Happiness Managers, entreprises libérées, cahiers du bonheur, des méthodes encore balbutiantes en France, plus répandues aux Etats-Unis, revendiquent un autre rapport au travail. La notion de bien-être dans son emploi est américaine. Elle est née d'une prise de conscience : la plupart des employés viennent seulement faire leurs heures avec, en ligne de mire, le chèque à la fin du mois.

Entrée dans l'ère des services mais aussi du numérique, la fonction de l'humain dans une entreprise est modifiée : intellectualisation des tâches, rationalisation, coworking, recherche constante de productivité, de créativité et d'innovation, changent le rapport-même à l'emploi. Dans le même temps, le code de travail ouvre la voie à des notions plus subjectives qu'auparavant.

Le stress responsable de la moitié des arrêts maladies

Le Trust Index, généré par l'Institut Great Place to Work, rassemble et classe les entreprises où il ferait bon travailler via 58 paramètres. Pour être retenu dans ce listing, il est nécessaire que les employés aient une bonne perception de leur société. Parmi les arguments retenus on trouve la confiance envers les dirigeants, leur appréciation des collègues, la fierté d'occuper un poste en particulier. Cet index national et régional permet un rayonnement considérable des structures. A Nantes, des start-ups s'y mettent à plein temps comme iAdvize, Atlantic 2.0, ou encore Intuiti

Oeuvrer pour le bien-être de ses salariés est également un bon moyen d'assurer leur productivité. En effet, 10% à 25% de l'efficacité d'un individu est imputables à son bien-être psychologique. 50 à 60% des arrêts maladies sont dûs au stress. Fatigue chronique, burn-out, autant d'éléments pris en compte par la Justice, qui les a intégrés au code du travail. Comme l'explique Franck Héas, professeur en droit, spécialisé dans le droit du travail, à l'Université de Nantes.

Interview de Franck Héas, "une notion subjective" introduite dans le code du travail, par Cerise Robin

Mais comment rendre heureux ses employés? Avalanche de goûters, manager chargé de veiller au sourire des salariés, augmentation de l'autonomie de chacun, abandon des barrières hiérarchiques, reconnaissance, les entreprises libérées ne tarissent pas de créativité.

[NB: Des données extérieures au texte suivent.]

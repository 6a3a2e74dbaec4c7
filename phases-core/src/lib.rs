//! Core model for the listening-phase timeline: phases, card state, colors.

pub mod card;
pub mod color;

use std::fmt;

use serde::{Deserialize, Deserializer, Serialize};

pub use card::{derive_card_keys, CardKey, CardState};
pub use color::{foreground_for, luminance, AccentColor, AccentGenerator, Color, ColorError, Rgb, TextColor};

/// Image shown when neither the detail nor the listing carries a cover.
pub const PLACEHOLDER_COVER_URL: &str = "https://placehold.co/128x128/121212/FFFFFF?text=?";

/// Upper bound on sample tracks and genre tags shown on a card.
pub const MAX_LISTED_ITEMS: usize = 5;

/// Endpoint and greeting configuration for one timeline page.
#[derive(Debug, Clone, Serialize, Deserialize, PartialEq)]
pub struct TimelineConfig {
    /// Origin of the backend, e.g. `http://localhost:5000`. Empty means same origin.
    pub base_url: String,
    /// Path of the phase listing endpoint (GET).
    pub phase_list_path: String,
    /// Path of the per-phase detail endpoint (POST).
    pub phase_detail_path: String,
    /// Name substituted into the greeting templates.
    pub display_name: String,
    /// Status text while the phase list is loading. `{name}` is substituted.
    pub loading_greeting: String,
    /// Status text once placeholders are on screen. `{name}` is substituted.
    pub ready_greeting: String,
}

impl Default for TimelineConfig {
    fn default() -> Self {
        Self {
            base_url: String::new(),
            phase_list_path: "/api/get_initial_phases".to_string(),
            phase_detail_path: "/api/get_ai_details_for_phase".to_string(),
            display_name: "friend".to_string(),
            loading_greeting: "Hang tight, {name}. Analyzing your library...".to_string(),
            ready_greeting: "Here's your musical journey, {name}.".to_string(),
        }
    }
}

impl TimelineConfig {
    pub fn phase_list_url(&self) -> String {
        join_url(&self.base_url, &self.phase_list_path)
    }

    pub fn phase_detail_url(&self) -> String {
        join_url(&self.base_url, &self.phase_detail_path)
    }

    pub fn loading_text(&self) -> String {
        self.loading_greeting.replace("{name}", &self.display_name)
    }

    pub fn ready_text(&self) -> String {
        self.ready_greeting.replace("{name}", &self.display_name)
    }
}

fn join_url(base: &str, path: &str) -> String {
    if base.is_empty() {
        return path.to_string();
    }
    format!(
        "{}/{}",
        base.trim_end_matches('/'),
        path.trim_start_matches('/')
    )
}

/// One entry of the initial phase listing.
#[derive(Debug, Clone, Serialize, Deserialize, PartialEq)]
pub struct PhaseSummary {
    /// Stable identifier and display label, e.g. `Spring 2021`.
    pub phase_period: String,
    pub track_count: u32,
    /// Listing-side samples, used when the detail payload has none.
    #[serde(default, skip_serializing_if = "Vec::is_empty")]
    pub sample_tracks: Vec<String>,
    #[serde(default, skip_serializing_if = "Option::is_none")]
    pub cover_url: Option<String>,
}

impl PhaseSummary {
    pub fn new(phase_period: impl Into<String>, track_count: u32) -> Self {
        Self {
            phase_period: phase_period.into(),
            track_count,
            sample_tracks: Vec::new(),
            cover_url: None,
        }
    }
}

/// Average release year as reported by the backend, which sends `"N/A"`
/// when no track in the phase has a usable date. Numeric strings read as years.
#[derive(Debug, Clone, Serialize, PartialEq)]
#[serde(untagged)]
pub enum ReleaseYear {
    Year(f64),
    Unknown(String),
}

impl<'de> Deserialize<'de> for ReleaseYear {
    fn deserialize<D: Deserializer<'de>>(deserializer: D) -> Result<Self, D::Error> {
        #[derive(Deserialize)]
        #[serde(untagged)]
        enum Raw {
            Number(f64),
            Text(String),
        }

        Ok(match Raw::deserialize(deserializer)? {
            Raw::Number(year) => ReleaseYear::Year(year),
            Raw::Text(text) => match text.trim().parse::<f64>() {
                Ok(year) if year.is_finite() => ReleaseYear::Year(year),
                _ => ReleaseYear::Unknown(text),
            },
        })
    }
}

impl Default for ReleaseYear {
    fn default() -> Self {
        ReleaseYear::Unknown("N/A".to_string())
    }
}

impl fmt::Display for ReleaseYear {
    fn fmt(&self, f: &mut fmt::Formatter<'_>) -> fmt::Result {
        match self {
            ReleaseYear::Year(year) => f.write_str(&format_number(*year)),
            ReleaseYear::Unknown(_) => f.write_str("N/A"),
        }
    }
}

/// Rich per-phase detail, fetched lazily.
#[derive(Debug, Clone, Serialize, Deserialize, PartialEq)]
pub struct PhaseDetail {
    #[serde(default, alias = "phase_name")]
    pub ai_phase_name: String,
    #[serde(default, alias = "phase_summary")]
    pub ai_phase_summary: String,
    #[serde(default)]
    pub average_release_year: ReleaseYear,
    #[serde(default)]
    pub average_popularity: f64,
    #[serde(default)]
    pub sample_tracks: Vec<String>,
    #[serde(default)]
    pub top_genres: Vec<String>,
    #[serde(default = "default_cover_url")]
    pub phase_cover_url: String,
}

fn default_cover_url() -> String {
    PLACEHOLDER_COVER_URL.to_string()
}

impl PhaseDetail {
    /// Display name, falling back to `Your <period> Era` when the backend sent none.
    pub fn display_name(&self, summary: &PhaseSummary) -> String {
        if self.ai_phase_name.trim().is_empty() {
            format!("Your {} Era", summary.phase_period)
        } else {
            self.ai_phase_name.clone()
        }
    }

    pub fn display_summary(&self) -> &str {
        if self.ai_phase_summary.trim().is_empty() {
            "A distinct period in your listening journey."
        } else {
            &self.ai_phase_summary
        }
    }

    /// Sample tracks to show, preferring the detail over the listing.
    pub fn samples<'a>(&'a self, summary: &'a PhaseSummary) -> &'a [String] {
        let samples = if self.sample_tracks.is_empty() {
            &summary.sample_tracks
        } else {
            &self.sample_tracks
        };
        &samples[..samples.len().min(MAX_LISTED_ITEMS)]
    }

    pub fn genres(&self) -> &[String] {
        &self.top_genres[..self.top_genres.len().min(MAX_LISTED_ITEMS)]
    }

    pub fn cover_url<'a>(&'a self, summary: &'a PhaseSummary) -> &'a str {
        match summary.cover_url.as_deref() {
            Some(listing_cover) if self.phase_cover_url == PLACEHOLDER_COVER_URL => listing_cover,
            _ => &self.phase_cover_url,
        }
    }
}

/// Formats whole numbers without a fraction and others with one decimal.
pub fn format_number(value: f64) -> String {
    if value.fract() == 0.0 {
        format!("{value:.0}")
    } else {
        format!("{value:.1}")
    }
}

/// Errors raised while building or driving a timeline.
#[derive(Debug, thiserror::Error)]
pub enum TimelineError {
    #[error("could not load phases: {0}")]
    PhaseList(String),
    #[error("could not parse payload: {0}")]
    Parse(String),
    #[error("card for {phase} cannot move from {from} to {to}")]
    InvalidTransition {
        phase: String,
        from: &'static str,
        to: &'static str,
    },
    #[error("timeline was already loaded")]
    AlreadyLoaded,
}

Un investissement des entreprises qui peut aussi être personnel. L'association nationale la Fabrique Spinoza a lancé fin 2015 une Université du Bonheur où elle formée des "Passeurs de Bonheur". Ces bénévoles sont environ 500 en France. En décembre 2016, le concept s'implante dans les Pays de la Loire. Violaine Berté est juriste dans une association tutélaire à Angers. Elle est également passeuse de bonheur dans son entreprise et pour elle, le bonheur, c'est une action au quotidien.

Interview de Violaine Berté "Je commence par un sourire", par Cerise Robin

Tous les passeurs de bonheur sont bénévoles. Ils agissent parfois à visage couvert pour polliniser les entreprises les unes après les autres, au-delà du principe de productivité.